BEGIN Available data

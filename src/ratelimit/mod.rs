//! Order Submission Rate Limiting
//!
//! A sliding window over the `order_rate_limits` collection, keyed by the
//! customer's phone number, plus the periodic sweep that removes old records.

pub mod limiter;
pub mod models;

pub use limiter::{normalize_phone, spawn_cleanup_sweep, RateLimiter};
pub use models::{RateLimitDecision, RateLimitPolicy, RateLimitRecord};
use anyhow::Context;
use std::net::SocketAddr;
use std::sync::Arc;
use storefront_engine::cart::AppState;
use storefront_engine::config::load_config;
use storefront_engine::data::{DataService, MemoryDataService};
use storefront_engine::demo::seed_catalog;
use storefront_engine::ratelimit::spawn_cleanup_sweep;
use storefront_engine::retry::retry_with_backoff;
use storefront_engine::router::create_app_router;
use tokio_util::sync::CancellationToken;
use tracing_subscriber::EnvFilter;

#[tokio::main]
async fn main() -> anyhow::Result<()> {
    init_tracing();

    let config = load_config().context("failed to load configuration")?;

    // Backend with the demo catalog
    let data = Arc::new(MemoryDataService::new());
    seed_catalog(&data);
    let data: Arc<dyn DataService> = data;

    retry_with_backoff(|| data.ping(), &config.retry)
        .await
        .context("data service unreachable")?;

    let addr: SocketAddr = format!("{}:{}", config.server.host, config.server.port)
        .parse()
        .context("invalid server address")?;

    // Initialize application state
    let state = Arc::new(AppState::from_config(config, data).context("failed to open cart store")?);

    let shutdown = CancellationToken::new();
    let sweep = spawn_cleanup_sweep(Arc::clone(&state.rate_limiter), shutdown.clone());

    // Build application router with all routes and middleware
    let app = create_app_router(state);

    let listener = tokio::net::TcpListener::bind(addr)
        .await
        .with_context(|| format!("failed to bind {addr}"))?;
    tracing::info!(%addr, "server running");

    let signal = shutdown.clone();
    axum::serve(listener, app)
        .with_graceful_shutdown(async move {
            if let Err(err) = tokio::signal::ctrl_c().await {
                tracing::error!(error = %err, "failed to listen for shutdown signal");
            }
            signal.cancel();
        })
        .await
        .context("server error")?;

    shutdown.cancel();
    if let Err(err) = sweep.await {
        tracing::warn!(error = %err, "cleanup sweep ended abnormally");
    }
    tracing::info!("server stopped");
    Ok(())
}

fn init_tracing() {
    tracing_subscriber::fmt()
        .with_env_filter(
            EnvFilter::try_from_default_env().unwrap_or_else(|_| EnvFilter::new("info")),
        )
        .with_target(false)
        .init();
}
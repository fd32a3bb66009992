//! REST API handlers for shopping cart operations
//!
//! This module implements HTTP endpoints for cart lifecycle, regular items
//! and bundle lines.

use super::{aggregate::Cart, helpers::*, models::*, state::SharedState};
use crate::bundle::{BundleSelection, ToggleOutcome};
use crate::catalog::{fetch_bundle_offer, fetch_product};
use crate::router::error::ApiError;
use axum::{
    extract::{Path, State},
    http::StatusCode,
    response::IntoResponse,
    routing::{get, patch, post},
    Json, Router,
};

/// Creates routes for cart-related operations
pub fn routes() -> Router<SharedState> {
    Router::new()
        .route("/carts", post(create_cart))
        .route("/carts/:cart_id", get(get_cart).delete(clear_cart))
        .route("/carts/:cart_id/items", post(add_item))
        .route(
            "/carts/:cart_id/items/:line_id",
            patch(update_quantity).delete(remove_item),
        )
        .route("/carts/:cart_id/bundles", post(add_bundle))
}

/// Rejects cart ids that cannot be used as storage keys.
pub(crate) fn ensure_cart_id(cart_id: &str) -> Result<(), ApiError> {
    if is_valid_cart_id(cart_id) {
        Ok(())
    } else {
        Err(ApiError::bad_request("معرف السلة غير صالح"))
    }
}

fn view(state: &SharedState, cart_id: &str) -> CartView {
    state.with_cart(cart_id, |cart| CartView::new(cart_id, cart))
}

/// Endpoint: POST /carts
/// Hands out a cart id, or adopts the one the client sent.
async fn create_cart(
    State(state): State<SharedState>,
    payload: Option<Json<CreateCartInput>>,
) -> Result<impl IntoResponse, ApiError> {
    let requested = payload.and_then(|Json(input)| input.cart_id);
    let cart_id = get_or_create_cart_id(requested);
    ensure_cart_id(&cart_id)?;

    // Touching the cart restores it from the store if it was persisted.
    let lines = state.with_cart(&cart_id, |cart| cart.items().len());
    tracing::info!(cart_id = %cart_id, lines, "cart opened");

    Ok((
        StatusCode::CREATED,
        Json(CreateCartResponse {
            status: "created".to_string(),
            cart_id,
        }),
    ))
}

/// Endpoint: GET /carts/:cart_id
async fn get_cart(
    State(state): State<SharedState>,
    Path(cart_id): Path<String>,
) -> Result<Json<CartView>, ApiError> {
    ensure_cart_id(&cart_id)?;
    Ok(Json(view(&state, &cart_id)))
}

/// Endpoint: DELETE /carts/:cart_id
/// Empties the cart and forgets its gift.
async fn clear_cart(
    State(state): State<SharedState>,
    Path(cart_id): Path<String>,
) -> Result<Json<CartView>, ApiError> {
    ensure_cart_id(&cart_id)?;
    state.mutate_cart(&cart_id, Cart::clear);
    state.gifts.remove(&cart_id);
    tracing::info!(cart_id = %cart_id, "cart cleared");
    Ok(Json(view(&state, &cart_id)))
}

/// Endpoint: POST /carts/:cart_id/items
/// Looks the product up in the catalog and adds it at its discounted price.
async fn add_item(
    State(state): State<SharedState>,
    Path(cart_id): Path<String>,
    Json(payload): Json<AddItemInput>,
) -> Result<impl IntoResponse, ApiError> {
    ensure_cart_id(&cart_id)?;

    let product = fetch_product(state.data.as_ref(), &state.config.retry, &payload.product_id)
        .await?
        .ok_or_else(|| ApiError::not_found(format!("المنتج {} غير موجود", payload.product_id)))?;

    let options = SelectedOptions::normalized(payload.selected_options);
    if let Err(mismatch) = product.check_options(options.as_ref()) {
        let message = match mismatch.field {
            "size" => "يرجى اختيار مقاس متوفر",
            _ => "يرجى اختيار لون متوفر",
        };
        return Err(ApiError::unprocessable(message));
    }

    let line = state.mutate_cart(&cart_id, |cart| {
        cart.add_item(NewCartLine {
            unit_price: product.effective_price(),
            product_id: product.id,
            name: product.name,
            quantity: payload.quantity,
            selected_options: options,
        })
        .clone()
    });
    tracing::info!(
        cart_id = %cart_id,
        line_id = %line.id,
        product_id = %line.product_id,
        quantity = line.quantity,
        "item added"
    );

    Ok((StatusCode::CREATED, Json(view(&state, &cart_id))))
}

/// Endpoint: PATCH /carts/:cart_id/items/:line_id
/// Sets the quantity of a line; zero or less removes it.
async fn update_quantity(
    State(state): State<SharedState>,
    Path((cart_id, line_id)): Path<(String, String)>,
    Json(payload): Json<UpdateQuantityInput>,
) -> Result<Json<CartView>, ApiError> {
    ensure_cart_id(&cart_id)?;
    let found = state.mutate_cart(&cart_id, |cart| cart.update_quantity(&line_id, payload.quantity));
    if !found {
        return Err(ApiError::not_found("العنصر غير موجود في السلة"));
    }
    Ok(Json(view(&state, &cart_id)))
}

/// Endpoint: DELETE /carts/:cart_id/items/:line_id
async fn remove_item(
    State(state): State<SharedState>,
    Path((cart_id, line_id)): Path<(String, String)>,
) -> Result<Json<CartView>, ApiError> {
    ensure_cart_id(&cart_id)?;
    if !state.mutate_cart(&cart_id, |cart| cart.remove_item(&line_id)) {
        return Err(ApiError::not_found("العنصر غير موجود في السلة"));
    }
    Ok(Json(view(&state, &cart_id)))
}

/// Endpoint: POST /carts/:cart_id/bundles
/// Composes a selection from the posted product ids and adds it as one line.
async fn add_bundle(
    State(state): State<SharedState>,
    Path(cart_id): Path<String>,
    Json(payload): Json<AddBundleInput>,
) -> Result<impl IntoResponse, ApiError> {
    ensure_cart_id(&cart_id)?;

    let offer = fetch_bundle_offer(state.data.as_ref(), &state.config.retry, &payload.offer_id)
        .await?
        .ok_or_else(|| ApiError::not_found(format!("العرض {} غير متوفر", payload.offer_id)))?;

    let mut selection = BundleSelection::new(&offer);
    for product_id in &payload.product_ids {
        let Some(product) = offer.candidate(product_id) else {
            return Err(ApiError::unprocessable(format!(
                "المنتج {product_id} غير مشمول في العرض"
            )));
        };
        match selection.toggle(product) {
            ToggleOutcome::Added => {}
            ToggleOutcome::Removed => {
                return Err(ApiError::unprocessable(format!(
                    "المنتج {product_id} مكرر في الاختيار"
                )))
            }
            ToggleOutcome::Full => {
                return Err(ApiError::unprocessable(format!(
                    "يمكنك اختيار {} منتجات فقط",
                    selection.required_quantity()
                )))
            }
            ToggleOutcome::NotEligible => {
                return Err(ApiError::unprocessable(format!(
                    "المنتج {product_id} غير مشمول في العرض"
                )))
            }
        }
    }

    let line = state.mutate_cart(&cart_id, |cart| {
        cart.add_bundle(&selection, &offer).map(Clone::clone)
    })?;
    tracing::info!(
        cart_id = %cart_id,
        line_id = %line.id,
        offer_id = %offer.id,
        price = %line.unit_price,
        "bundle added"
    );

    Ok((StatusCode::CREATED, Json(view(&state, &cart_id))))
}
//! Bundle selection state machine.
//!
//! A selection moves `Empty -> Partial(k) -> Complete` as products are
//! toggled in, and back as they are toggled out. The ceiling is hard: once
//! complete, another product is refused until one is deselected.

use serde::Serialize;

use super::models::BundleOffer;
use crate::catalog::models::Product;

/// Where a selection stands relative to the offer's required quantity.
#[derive(Debug, Clone, Copy, PartialEq, Eq, Serialize)]
#[serde(tag = "state", content = "selected", rename_all = "camelCase")]
pub enum SelectionState {
    Empty,
    Partial(u32),
    Complete,
}

/// Result of a [`BundleSelection::toggle`].
#[derive(Debug, Clone, Copy, PartialEq, Eq)]
pub enum ToggleOutcome {
    Added,
    Removed,
    /// Refused: the selection already holds `required_quantity` products.
    Full,
    /// Refused: the product is not part of the offer's pool.
    NotEligible,
}

impl ToggleOutcome {
    pub fn is_refused(self) -> bool {
        matches!(self, Self::Full | Self::NotEligible)
    }
}

/// Products picked so far for one bundle offer.
#[derive(Debug, Clone)]
pub struct BundleSelection {
    offer_id: String,
    required_quantity: u32,
    pool: Vec<String>,
    selected: Vec<Product>,
}

impl BundleSelection {
    /// Starts an empty selection for `offer`.
    pub fn new(offer: &BundleOffer) -> Self {
        Self {
            offer_id: offer.id.clone(),
            required_quantity: offer.required_quantity,
            pool: offer
                .candidate_products
                .iter()
                .map(|p| p.id.clone())
                .collect(),
            selected: Vec::new(),
        }
    }

    /// Adds `product` if absent and there is room, removes it if present.
    pub fn toggle(&mut self, product: &Product) -> ToggleOutcome {
        if let Some(pos) = self.selected.iter().position(|p| p.id == product.id) {
            self.selected.remove(pos);
            return ToggleOutcome::Removed;
        }
        if !self.pool.iter().any(|id| *id == product.id) {
            return ToggleOutcome::NotEligible;
        }
        if self.len() >= self.required_quantity {
            return ToggleOutcome::Full;
        }
        self.selected.push(product.clone());
        ToggleOutcome::Added
    }

    pub fn reset(&mut self) {
        self.selected.clear();
    }

    pub fn state(&self) -> SelectionState {
        match self.len() {
            0 => SelectionState::Empty,
            n if n >= self.required_quantity => SelectionState::Complete,
            n => SelectionState::Partial(n),
        }
    }

    pub fn is_complete(&self) -> bool {
        self.len() == self.required_quantity
    }

    pub fn len(&self) -> u32 {
        u32::try_from(self.selected.len()).unwrap_or(u32::MAX)
    }

    pub fn is_empty(&self) -> bool {
        self.selected.is_empty()
    }

    /// How many more products are needed.
    pub fn remaining(&self) -> u32 {
        self.required_quantity.saturating_sub(self.len())
    }

    pub fn offer_id(&self) -> &str {
        &self.offer_id
    }

    pub fn required_quantity(&self) -> u32 {
        self.required_quantity
    }

    /// Selected products in the order they were picked.
    pub fn selected(&self) -> &[Product] {
        &self.selected
    }
}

END Available data

### How to complete this task
Restate the records above verbatim up to and including the line containing "use storefront_engine::cart::AppState;".

### Reply
filename src/ratelimit/mod.rs
//! Order Submission Rate Limiting
//!
//! A sliding window over the `order_rate_limits` collection, keyed by the
//! customer's phone number, plus the periodic sweep that removes old records.

pub mod limiter;
pub mod models;

pub use limiter::{normalize_phone, spawn_cleanup_sweep, RateLimiter};
pub use models::{RateLimitDecision, RateLimitPolicy, RateLimitRecord};
use anyhow::Context;
use std::net::SocketAddr;
use std::sync::Arc;
use storefront_engine::cart::AppState;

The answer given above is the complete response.